Why CLIC?

There is an increasing consensus that the next large accelerator after the LHC should be an electron–positron collider. Several proposals are on the table, circular and linear. Around 75 collaborating institutes worldwide are involved in the CERN-hosted studies for the Compact Linear Collider (CLIC), which offers a long-term and flexible physics programme that is able to react to discoveries and technological developments.

The 11 km-long initial stage of CLIC is proposed for operation at a centre-of-mass energy of 380 GeV, providing a rich programme of precision Higgs-boson and top-quark measurements that reach well beyond the projections for the high-luminosity LHC. From a technical point of view, operation of the initial stage by around 2035 is possible, with a cost of approximately 5.9 billion Swiss francs. This is similar to the cost of the LHC and of the proposed International Linear Collider in Japan, and considerably  less than that of future circular lepton colliders.

Extensions beyond the initial CLIC energy into the multi-TeV regime allow much improved precision on Standard Model (SM) measurements and greater reach for physics beyond the SM, with upgrade costs of 5 (to 1.5 TeV) and 7 billion Swiss francs (to 3 TeV) for the two further stages. A key part of the CLIC study has been the physics and detector studies showing that beam-induced backgrounds can indeed be mitigated, compatible with the clean experimental conditions expected in electron–positron colliders.

The question of what follows after the initial stage of a linear electron–positron collider is premature to answer. It is crucial to choose the most flexible approach now, and to develop technically mature and affordable options, encouraging a broad and exciting R&D programme. The option of expanding CLIC from its initial phase is already built into its staging scheme. Novel acceleration technologies can potentially push linear colliders even further in energy, although significantly more work is needed on beam qualities and energy efficiency for such options. High-energy proton and muon colliders are also potential future directions that need to be developed. While for protons the challenges are related to magnet performance, collider size and costs, for muons the technical design concepts need to mature and the radiation and experimental conditions need to be better understood.

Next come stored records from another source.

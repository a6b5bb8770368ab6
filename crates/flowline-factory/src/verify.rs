//! Answer verification against the original constraints.
//!
//! The solver's output is never trusted: before a document is emitted,
//! every conservation row, capacity row, and sign constraint is re-evaluated
//! from the normalized plant in canonical order. A failed check is a fatal
//! error, not a warning.

use flowline_core::tol::{approx_eq, approx_le, tight, EPS};

use crate::error::FactoryError;
use crate::normalize::Plant;

/// Re-check a rate assignment claiming to meet `target_rate`.
pub fn check_feasible(
    plant: &Plant,
    target_rate: f64,
    rates: &[f64],
    draws: &[f64],
) -> Result<(), FactoryError> {
    for (r, name) in plant.recipes.iter() {
        if rates[r] < -EPS {
            return Err(fail(format!("rate of '{name}' is negative: {}", rates[r])));
        }
        if plant.eff_cpm[r] == 0.0 && rates[r] > EPS {
            return Err(fail(format!("unrunnable recipe '{name}' has rate {}", rates[r])));
        }
    }

    for (i, name) in plant.items.iter() {
        let mut activity = 0.0;
        for r in 0..plant.recipes.len() {
            activity += plant.coefficient(i, r) * rates[r];
        }
        if plant.is_raw(i) {
            activity += draws[i];
        }
        let expected = if i == plant.target_item { target_rate } else { 0.0 };
        if !approx_eq(activity, expected) {
            return Err(fail(format!(
                "conservation violated for item '{name}': {activity} != {expected}"
            )));
        }
    }

    let usage = plant.machine_usage(rates);
    for (m, name) in plant.machines.iter() {
        if !approx_le(usage[m], plant.machine_cap[m]) {
            return Err(fail(format!(
                "machine '{name}' over capacity: {} > {}",
                usage[m], plant.machine_cap[m]
            )));
        }
    }

    for (i, name) in plant.items.iter() {
        if let Some(cap) = plant.raw_cap[i] {
            if draws[i] < -EPS {
                return Err(fail(format!("raw draw of '{name}' is negative")));
            }
            if !approx_le(draws[i], cap) {
                return Err(fail(format!(
                    "raw '{name}' over cap: {} > {cap}",
                    draws[i]
                )));
            }
        }
    }

    Ok(())
}

/// Re-check a max-rate report: the witness must achieve `max_rate` under
/// the same invariants, the rate must not exceed the request, and the
/// certificate must name at least one binding constraint.
pub fn check_infeasible(
    plant: &Plant,
    max_rate: f64,
    rates: &[f64],
    draws: &[f64],
    bottlenecks: &[String],
) -> Result<(), FactoryError> {
    check_feasible(plant, max_rate, rates, draws)?;

    if !approx_le(max_rate, plant.target_rate) {
        return Err(fail(format!(
            "reported maximum {max_rate} exceeds the requested rate {}",
            plant.target_rate
        )));
    }
    if bottlenecks.is_empty() {
        return Err(fail("infeasibility report names no bottleneck".to_string()));
    }

    // Each named cap/supply bottleneck must actually be saturated.
    let usage = plant.machine_usage(rates);
    for name in bottlenecks {
        if let Some(machine) = name.strip_suffix("_cap") {
            let m = plant
                .machines
                .index_of(machine)
                .ok_or_else(|| fail(format!("bottleneck '{name}' names no machine")))?;
            if !tight(plant.machine_cap[m] - usage[m], plant.machine_cap[m]) {
                return Err(fail(format!("bottleneck '{name}' is not saturated")));
            }
        } else if let Some(item) = name.strip_suffix("_supply") {
            let i = plant
                .items
                .index_of(item)
                .ok_or_else(|| fail(format!("bottleneck '{name}' names no raw item")))?;
            let cap = plant.raw_cap[i]
                .ok_or_else(|| fail(format!("bottleneck '{name}' names a non-raw item")))?;
            if !tight(cap - draws[i], cap) {
                return Err(fail(format!("bottleneck '{name}' is not saturated")));
            }
        }
        // "_unreachable" is synthesized structurally and carries no row.
    }

    Ok(())
}

fn fail(detail: String) -> FactoryError {
    FactoryError::Verification { detail }
}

CLIC offers a unique combination of precision and energy reach, and has a long history dating back to around 1985. At that time, the LEP tunnel was under construction and the first LHC workshop had just taken place. The motivation then was to move well beyond the W- and Z-boson studies foreseen at LEP to search for and study the top quark, Higgs boson and possible supersymmetric particles in a mass range from hundreds of GeV to several TeV. After the top-quark discovery at Fermilab and Higgs-boson discovery at CERN, we know that CLIC can do exactly that – even though the search arena for new physics is much more open than considered at that time.

Successful formula

High-energy electron–positron collisions, together with proton–proton or proton–antiproton collisions, have been a successful formula for progress in particle physics for half a century. Increasing the energy and luminosity of such machines is challenging. CLIC’s drive-beam concept was instrumental in providing a credible and scalable powering option at multi-TeV energies. A cost optimisation combined with the practical need of radio-frequency (RF) power units for R&D and testing led to the present normal-conducting 12 GHz “X-band” accelerating structures with an accelerating gradient of up to 100 MV/m. In parallel, CLIC’s energy use at 380 GeV has been scrutinised to keep it well below CERN’s annual consumption today, and less than 50% of the estimation for a future circular electron–positron collider.

The question of what follows after the initial stage of a linear electron–positron collider is premature to answer

The next steps needed for CLIC are clear. The project-implementation plan foresees a five-year preparation phase prior to construction, which is envisaged to start by 2026. The preparation phase would focus on further design optimisation and technical and industrial development of critical parts of the accelerator. System verification in free-electron-laser linacs and low-emittance rings will be increasingly important for performance studies, while civil engineering and infrastructure preparation will become progressively more detailed, in parallel with an environmental impact study. Detector preparation will need to be scaled up, too.

The increasing use of X-band technology – either as the main RF acceleration for CLIC or for compact test facilities, light sources, medical accelerators or low-energy particle physics studies – provides new collaborative opportunities towards a technical design report for the CLIC accelerator.

It is for the broader particle-physics community and CERN to decide whether CLIC proceeds. We are therefore eagerly looking forward to the conclusion of the European strategy process next year. For now, it is important to communicate how CLIC-380 can be implemented rapidly involving many collaborative partners, and at the same time provide unique and timely opportunities for R&D to keep future options open.